Nous ne pouvons que nous élever contre toutes dispositions  conduisant à opposer des aéroports à fort pouvoir de marché par leur situation monopolistique face aux compagnies aériennes soumises à un environnement concurrentiel exacerbé.

Eu égard ce qui précède, combien il semble pertinent de  mettre en perspective la baisse constante du prix des billets d’avions (-60% en 40 ans !)  face à la hausse permanente des redevances permettant aux aéroports, non soumis aux pressions concurrentielles de dégager de substantiels profits et devenir des affaires financières ô combien convoitables ! Une simple lecture comparative des marges d’exploitation respectives est suffisamment édifiante !

Les prestations de services aéroportuaires  doivent être adaptées aux besoins  du marché dans une relation économique adéquate et équilibrée avec les compagnies aériennes génératrices de la demande passagers et cargo.

À cet effet le rôle du régulateur est primordial pour s’assurer, en toute indépendance, du  juste niveau des redevances en contrepartie des services rendus par une bonne définition de la relation aux coûts des prestations fournies par l’opérateur aéroportuaire et prendre en compte les réelles nécessités d’investissement à moyen et long terme.

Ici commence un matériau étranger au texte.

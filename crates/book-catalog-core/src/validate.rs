//! Membership checks over the categorized output.

use std::collections::HashSet;

use serde::Serialize;

use crate::error::{CatalogError, Result};
use crate::model::{BookRecord, CategoryRecord};

/// A book id met again while scanning the categories
#[derive(Debug, Clone, PartialEq, Eq, Serialize)]
pub struct DuplicateEntry {
    pub id: String,
    pub title: String,
    /// Category in which the repeat was found
    pub category: String,
}

/// A book from the flat list that no category carries
#[derive(Debug, Clone, PartialEq, Eq, Serialize)]
pub struct UncategorizedEntry {
    pub id: String,
    pub title: String,
}

#[derive(Debug, Clone, PartialEq, Eq, Serialize)]
pub struct CategoryCount {
    pub id: String,
    pub name: String,
    pub count: usize,
}

#[derive(Debug, Clone, PartialEq, Eq, Serialize)]
pub struct ValidationReport {
    pub total_books: usize,
    pub total_categories: usize,
    pub categories_with_books: usize,
    pub empty_categories: usize,
    /// Sum of all category sizes, duplicates included
    pub total_categorized_books: usize,
    pub distinct_categorized_books: usize,
    /// In scan order: categories in list order, books in category order
    pub duplicates: Vec<DuplicateEntry>,
    /// In flat list order
    pub uncategorized: Vec<UncategorizedEntry>,
    /// Categorized ids missing from the flat list
    pub stray_ids: Vec<String>,
    /// Sorted by count, descending; ties keep category order
    pub category_counts: Vec<CategoryCount>,
}

impl ValidationReport {
    pub fn is_clean(&self) -> bool {
        self.duplicates.is_empty() && self.uncategorized.is_empty() && self.stray_ids.is_empty()
    }

    /// Fail with [`CatalogError::ValidationFailed`] unless the report is clean
    pub fn ensure_clean(&self) -> Result<()> {
        if self.is_clean() {
            return Ok(());
        }
        Err(CatalogError::ValidationFailed {
            duplicates: self.duplicates.len(),
            uncategorized: self.uncategorized.len(),
            stray: self.stray_ids.len(),
        })
    }
}

/// First `limit` items and the number left over
pub fn preview<T>(items: &[T], limit: usize) -> (&[T], usize) {
    let shown = &items[..items.len().min(limit)];
    (shown, items.len() - shown.len())
}

pub fn validate(books: &[BookRecord], categories: &[CategoryRecord]) -> ValidationReport {
    let all_ids: HashSet<&str> = books.iter().map(|b| b.id.as_str()).collect();

    let mut seen: HashSet<&str> = HashSet::new();
    let mut duplicates = Vec::new();
    let mut stray_ids = Vec::new();

    for category in categories {
        for book in &category.books {
            if !seen.insert(book.id.as_str()) {
                duplicates.push(DuplicateEntry {
                    id: book.id.clone(),
                    title: book.title.clone(),
                    category: category.name.clone(),
                });
            } else if !all_ids.contains(book.id.as_str()) {
                stray_ids.push(book.id.clone());
            }
        }
    }

    let mut reported: HashSet<&str> = HashSet::new();
    let uncategorized = books
        .iter()
        .filter(|b| !seen.contains(b.id.as_str()) && reported.insert(b.id.as_str()))
        .map(|b| UncategorizedEntry {
            id: b.id.clone(),
            title: b.title.clone(),
        })
        .collect();

    let mut category_counts: Vec<CategoryCount> = categories
        .iter()
        .map(|c| CategoryCount {
            id: c.id.clone(),
            name: c.name.clone(),
            count: c.books.len(),
        })
        .collect();
    // stable sort keeps category order among equal counts
    category_counts.sort_by(|a, b| b.count.cmp(&a.count));

    let categories_with_books = categories.iter().filter(|c| !c.books.is_empty()).count();

    ValidationReport {
        total_books: books.len(),
        total_categories: categories.len(),
        categories_with_books,
        empty_categories: categories.len() - categories_with_books,
        total_categorized_books: categories.iter().map(|c| c.books.len()).sum(),
        distinct_categorized_books: seen.len(),
        duplicates,
        uncategorized,
        stray_ids,
        category_counts,
    }
}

En tant que représentant des compagnies nous, BAR France, sommes  au cœur du système aéronautique, vecteur essentiel de l’activité économique et touristique de notre pays et notre rôle est d’obtenir de tous les acteurs les meilleures performances de qualité et de prix, notamment celles relatives aux coûts aéroportuaires, éléments structurant de la compétitivité des compagnies

Nous souhaitons réaffirmer notre opposition au système de caisse double dont au mépris des recommandations édictées  par l’OACI (Note 9082), la Commission européenne (Directive 2009/12 – considérant 2) et le Forum Thessalonique (Rapports 2016/2017/2018),  mais également en privant les compagnies aériennes de toutes les externalités positives générées par elles et leurs clients utilisateurs des installations aéroportuaires.